== WORK INSTRUCTION ==
Starting at the first line of the entries below, output every line exactly, up to and including the line with "and swaps it".

(Source records)
------------------------------------------------------------

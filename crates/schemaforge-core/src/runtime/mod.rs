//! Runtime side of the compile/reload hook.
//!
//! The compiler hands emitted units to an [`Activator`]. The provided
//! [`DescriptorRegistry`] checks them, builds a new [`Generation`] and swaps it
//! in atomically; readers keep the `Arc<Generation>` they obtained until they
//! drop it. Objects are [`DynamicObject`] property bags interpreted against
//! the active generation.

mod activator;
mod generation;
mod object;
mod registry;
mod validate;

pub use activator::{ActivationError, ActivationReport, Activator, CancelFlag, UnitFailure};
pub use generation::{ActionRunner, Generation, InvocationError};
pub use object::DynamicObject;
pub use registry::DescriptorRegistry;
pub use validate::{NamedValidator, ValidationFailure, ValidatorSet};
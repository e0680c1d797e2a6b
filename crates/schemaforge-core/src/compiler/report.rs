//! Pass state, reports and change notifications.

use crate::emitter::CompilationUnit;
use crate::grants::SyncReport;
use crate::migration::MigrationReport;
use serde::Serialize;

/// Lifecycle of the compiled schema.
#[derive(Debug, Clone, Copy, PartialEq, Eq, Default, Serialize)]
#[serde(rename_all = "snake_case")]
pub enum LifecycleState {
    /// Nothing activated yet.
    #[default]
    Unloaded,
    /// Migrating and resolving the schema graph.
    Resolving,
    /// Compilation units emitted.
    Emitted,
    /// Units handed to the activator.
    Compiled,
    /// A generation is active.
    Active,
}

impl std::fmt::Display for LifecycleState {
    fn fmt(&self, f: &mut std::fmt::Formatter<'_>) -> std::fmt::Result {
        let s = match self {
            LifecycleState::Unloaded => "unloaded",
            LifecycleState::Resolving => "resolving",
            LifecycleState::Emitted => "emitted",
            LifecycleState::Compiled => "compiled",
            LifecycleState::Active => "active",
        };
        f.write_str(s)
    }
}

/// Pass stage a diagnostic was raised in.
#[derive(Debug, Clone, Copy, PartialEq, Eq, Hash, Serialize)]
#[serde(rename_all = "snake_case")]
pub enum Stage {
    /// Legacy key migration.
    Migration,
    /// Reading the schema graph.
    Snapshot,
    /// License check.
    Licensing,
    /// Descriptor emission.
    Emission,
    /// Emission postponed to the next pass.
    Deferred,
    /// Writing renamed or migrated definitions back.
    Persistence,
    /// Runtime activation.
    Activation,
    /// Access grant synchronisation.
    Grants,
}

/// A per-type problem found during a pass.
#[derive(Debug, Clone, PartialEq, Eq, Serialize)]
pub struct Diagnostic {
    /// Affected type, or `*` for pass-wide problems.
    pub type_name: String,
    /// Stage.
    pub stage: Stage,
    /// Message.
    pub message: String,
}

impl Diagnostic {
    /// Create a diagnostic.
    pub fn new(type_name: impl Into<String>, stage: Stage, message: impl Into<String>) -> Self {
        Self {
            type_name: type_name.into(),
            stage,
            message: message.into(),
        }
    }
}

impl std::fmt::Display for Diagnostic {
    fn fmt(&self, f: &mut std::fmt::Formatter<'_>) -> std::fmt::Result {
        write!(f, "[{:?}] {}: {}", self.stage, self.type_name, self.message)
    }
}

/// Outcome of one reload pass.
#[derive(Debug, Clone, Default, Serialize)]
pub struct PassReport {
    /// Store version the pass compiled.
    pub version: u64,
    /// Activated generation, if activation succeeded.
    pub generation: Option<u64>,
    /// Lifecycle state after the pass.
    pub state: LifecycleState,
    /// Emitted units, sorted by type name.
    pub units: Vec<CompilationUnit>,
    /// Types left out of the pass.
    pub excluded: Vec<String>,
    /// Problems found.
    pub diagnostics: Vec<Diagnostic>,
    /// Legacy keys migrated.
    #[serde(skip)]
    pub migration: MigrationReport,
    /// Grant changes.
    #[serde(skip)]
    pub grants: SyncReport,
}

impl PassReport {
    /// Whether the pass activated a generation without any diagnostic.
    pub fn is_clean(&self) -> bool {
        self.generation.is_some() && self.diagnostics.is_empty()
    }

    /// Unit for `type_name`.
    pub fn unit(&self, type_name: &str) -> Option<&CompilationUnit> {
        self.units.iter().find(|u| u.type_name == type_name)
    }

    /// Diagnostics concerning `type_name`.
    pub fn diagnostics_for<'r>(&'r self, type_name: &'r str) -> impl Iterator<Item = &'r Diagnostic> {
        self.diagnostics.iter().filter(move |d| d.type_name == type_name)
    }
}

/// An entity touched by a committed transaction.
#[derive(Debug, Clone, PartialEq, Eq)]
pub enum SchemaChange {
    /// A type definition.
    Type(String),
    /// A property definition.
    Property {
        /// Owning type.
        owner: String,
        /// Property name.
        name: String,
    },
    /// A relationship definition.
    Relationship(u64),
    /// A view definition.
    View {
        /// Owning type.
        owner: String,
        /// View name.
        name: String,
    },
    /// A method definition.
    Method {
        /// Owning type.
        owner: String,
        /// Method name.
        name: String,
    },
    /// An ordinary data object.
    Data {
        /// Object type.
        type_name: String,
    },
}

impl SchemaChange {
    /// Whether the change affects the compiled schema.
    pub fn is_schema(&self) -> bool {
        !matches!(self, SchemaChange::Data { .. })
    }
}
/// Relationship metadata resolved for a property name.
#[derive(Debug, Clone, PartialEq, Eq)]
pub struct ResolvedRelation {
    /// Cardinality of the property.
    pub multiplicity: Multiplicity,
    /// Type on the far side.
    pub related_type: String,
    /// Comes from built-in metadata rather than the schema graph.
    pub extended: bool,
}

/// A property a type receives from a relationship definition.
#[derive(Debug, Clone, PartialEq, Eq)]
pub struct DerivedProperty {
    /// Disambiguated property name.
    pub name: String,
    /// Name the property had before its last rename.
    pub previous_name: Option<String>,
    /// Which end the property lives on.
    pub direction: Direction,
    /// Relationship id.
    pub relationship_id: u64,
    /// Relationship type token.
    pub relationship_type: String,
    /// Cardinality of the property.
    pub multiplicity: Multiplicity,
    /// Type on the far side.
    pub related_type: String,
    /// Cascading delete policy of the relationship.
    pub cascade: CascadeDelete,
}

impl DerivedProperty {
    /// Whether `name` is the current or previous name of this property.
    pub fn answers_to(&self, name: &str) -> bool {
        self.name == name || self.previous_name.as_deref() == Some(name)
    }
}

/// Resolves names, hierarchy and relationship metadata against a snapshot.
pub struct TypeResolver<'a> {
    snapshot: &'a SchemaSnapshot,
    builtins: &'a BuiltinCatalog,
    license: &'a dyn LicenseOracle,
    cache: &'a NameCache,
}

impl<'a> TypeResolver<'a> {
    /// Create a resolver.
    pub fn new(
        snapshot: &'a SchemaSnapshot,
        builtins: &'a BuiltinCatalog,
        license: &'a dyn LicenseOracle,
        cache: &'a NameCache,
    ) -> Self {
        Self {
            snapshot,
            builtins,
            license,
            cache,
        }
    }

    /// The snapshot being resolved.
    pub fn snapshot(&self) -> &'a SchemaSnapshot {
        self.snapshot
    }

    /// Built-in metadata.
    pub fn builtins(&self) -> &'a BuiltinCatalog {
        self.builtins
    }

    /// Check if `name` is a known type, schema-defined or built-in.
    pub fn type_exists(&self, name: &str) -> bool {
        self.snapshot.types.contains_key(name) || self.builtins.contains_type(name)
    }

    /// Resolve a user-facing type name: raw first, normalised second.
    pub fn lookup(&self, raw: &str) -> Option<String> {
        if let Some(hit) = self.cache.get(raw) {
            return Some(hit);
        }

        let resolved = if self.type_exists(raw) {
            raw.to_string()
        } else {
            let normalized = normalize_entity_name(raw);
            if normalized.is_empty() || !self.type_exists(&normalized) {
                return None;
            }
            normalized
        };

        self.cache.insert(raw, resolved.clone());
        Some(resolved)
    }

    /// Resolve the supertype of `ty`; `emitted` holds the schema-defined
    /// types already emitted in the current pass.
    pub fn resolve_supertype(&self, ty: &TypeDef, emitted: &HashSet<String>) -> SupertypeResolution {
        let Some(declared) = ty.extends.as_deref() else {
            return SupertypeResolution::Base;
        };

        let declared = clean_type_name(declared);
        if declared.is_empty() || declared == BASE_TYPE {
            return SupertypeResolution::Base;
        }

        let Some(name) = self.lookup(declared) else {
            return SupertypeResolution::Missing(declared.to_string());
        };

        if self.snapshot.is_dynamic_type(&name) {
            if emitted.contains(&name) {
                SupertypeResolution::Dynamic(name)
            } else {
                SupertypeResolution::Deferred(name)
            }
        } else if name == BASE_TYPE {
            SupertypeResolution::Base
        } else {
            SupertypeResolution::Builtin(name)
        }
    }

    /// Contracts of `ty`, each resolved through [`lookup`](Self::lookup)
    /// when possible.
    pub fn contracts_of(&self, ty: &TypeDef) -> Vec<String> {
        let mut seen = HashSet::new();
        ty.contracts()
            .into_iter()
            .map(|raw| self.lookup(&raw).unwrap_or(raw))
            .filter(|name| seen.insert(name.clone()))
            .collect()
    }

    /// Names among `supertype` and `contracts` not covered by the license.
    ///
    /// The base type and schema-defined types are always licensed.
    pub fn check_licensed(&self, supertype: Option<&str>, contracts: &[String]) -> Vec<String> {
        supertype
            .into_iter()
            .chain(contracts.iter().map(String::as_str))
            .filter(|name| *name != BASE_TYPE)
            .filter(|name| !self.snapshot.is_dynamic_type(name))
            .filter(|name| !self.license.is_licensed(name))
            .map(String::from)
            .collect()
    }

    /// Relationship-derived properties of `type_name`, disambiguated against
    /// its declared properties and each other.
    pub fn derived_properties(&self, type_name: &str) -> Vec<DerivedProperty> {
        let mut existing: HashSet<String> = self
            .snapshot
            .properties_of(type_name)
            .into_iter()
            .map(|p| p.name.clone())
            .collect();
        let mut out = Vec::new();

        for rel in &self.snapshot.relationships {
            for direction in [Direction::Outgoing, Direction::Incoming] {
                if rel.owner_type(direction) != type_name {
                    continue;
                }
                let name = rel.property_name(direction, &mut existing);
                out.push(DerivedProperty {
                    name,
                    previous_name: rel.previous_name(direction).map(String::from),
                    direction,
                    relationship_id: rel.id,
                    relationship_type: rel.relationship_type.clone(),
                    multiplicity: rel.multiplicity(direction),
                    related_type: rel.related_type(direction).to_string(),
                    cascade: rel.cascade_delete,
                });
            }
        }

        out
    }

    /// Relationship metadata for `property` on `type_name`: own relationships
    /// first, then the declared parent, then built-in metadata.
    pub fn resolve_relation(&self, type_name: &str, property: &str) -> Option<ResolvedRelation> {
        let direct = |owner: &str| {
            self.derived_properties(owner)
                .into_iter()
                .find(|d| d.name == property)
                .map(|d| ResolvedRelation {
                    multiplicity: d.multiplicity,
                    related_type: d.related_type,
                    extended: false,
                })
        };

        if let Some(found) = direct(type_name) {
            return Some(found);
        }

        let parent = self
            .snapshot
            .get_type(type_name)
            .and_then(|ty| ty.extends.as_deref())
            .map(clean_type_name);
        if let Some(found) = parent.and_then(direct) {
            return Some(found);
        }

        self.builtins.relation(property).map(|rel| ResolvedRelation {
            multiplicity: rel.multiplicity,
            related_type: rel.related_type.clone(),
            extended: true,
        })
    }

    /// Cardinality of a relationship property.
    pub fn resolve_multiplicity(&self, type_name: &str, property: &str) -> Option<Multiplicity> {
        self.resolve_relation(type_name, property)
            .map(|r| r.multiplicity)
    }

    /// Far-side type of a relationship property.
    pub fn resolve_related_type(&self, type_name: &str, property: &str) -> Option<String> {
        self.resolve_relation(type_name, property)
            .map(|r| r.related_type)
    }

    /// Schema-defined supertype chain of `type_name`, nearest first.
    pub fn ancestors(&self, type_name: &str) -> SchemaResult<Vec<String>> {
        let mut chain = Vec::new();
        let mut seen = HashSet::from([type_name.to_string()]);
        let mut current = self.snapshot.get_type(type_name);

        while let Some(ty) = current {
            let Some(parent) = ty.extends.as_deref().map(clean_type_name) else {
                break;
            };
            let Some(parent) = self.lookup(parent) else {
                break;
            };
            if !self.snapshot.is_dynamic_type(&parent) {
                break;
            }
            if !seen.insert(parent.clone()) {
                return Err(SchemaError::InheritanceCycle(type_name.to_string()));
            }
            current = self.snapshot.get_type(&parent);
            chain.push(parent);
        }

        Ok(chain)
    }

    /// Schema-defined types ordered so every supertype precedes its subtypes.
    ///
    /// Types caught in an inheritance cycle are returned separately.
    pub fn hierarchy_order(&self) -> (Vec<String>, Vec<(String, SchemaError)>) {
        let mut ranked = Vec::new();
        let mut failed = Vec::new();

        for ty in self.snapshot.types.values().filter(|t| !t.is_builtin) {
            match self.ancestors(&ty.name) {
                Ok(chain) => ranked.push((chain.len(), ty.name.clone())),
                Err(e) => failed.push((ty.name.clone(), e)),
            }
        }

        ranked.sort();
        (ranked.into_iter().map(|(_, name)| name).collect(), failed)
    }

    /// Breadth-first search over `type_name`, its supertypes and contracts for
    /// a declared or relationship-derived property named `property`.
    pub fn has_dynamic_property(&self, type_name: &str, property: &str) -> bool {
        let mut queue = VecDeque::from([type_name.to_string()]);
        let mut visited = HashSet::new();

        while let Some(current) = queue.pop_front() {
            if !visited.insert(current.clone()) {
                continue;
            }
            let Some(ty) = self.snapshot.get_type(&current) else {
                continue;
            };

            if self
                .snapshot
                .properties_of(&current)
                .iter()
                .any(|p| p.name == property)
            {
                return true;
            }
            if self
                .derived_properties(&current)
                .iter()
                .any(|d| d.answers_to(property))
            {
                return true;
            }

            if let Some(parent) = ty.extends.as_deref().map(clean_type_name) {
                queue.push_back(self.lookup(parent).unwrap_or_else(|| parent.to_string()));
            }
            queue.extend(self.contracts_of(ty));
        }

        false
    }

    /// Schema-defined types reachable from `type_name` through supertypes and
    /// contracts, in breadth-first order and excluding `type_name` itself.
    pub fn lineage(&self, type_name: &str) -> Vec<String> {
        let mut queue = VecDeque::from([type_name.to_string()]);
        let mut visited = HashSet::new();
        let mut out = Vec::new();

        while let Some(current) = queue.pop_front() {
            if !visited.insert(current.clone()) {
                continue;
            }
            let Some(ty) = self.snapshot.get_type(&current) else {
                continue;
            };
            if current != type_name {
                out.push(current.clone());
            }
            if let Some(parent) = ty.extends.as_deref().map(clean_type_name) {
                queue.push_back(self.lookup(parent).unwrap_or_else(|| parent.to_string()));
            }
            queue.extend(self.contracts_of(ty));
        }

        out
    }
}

------------------------------------------------------------

== ANSWER FOR THIS EXERCISE ==
filename crates/schemaforge-core/src/runtime/mod.rs
//! Runtime side of the compile/reload hook.
//!
//! The compiler hands emitted units to an [`Activator`]. The provided
//! [`DescriptorRegistry`] checks them, builds a new [`Generation`] and swaps it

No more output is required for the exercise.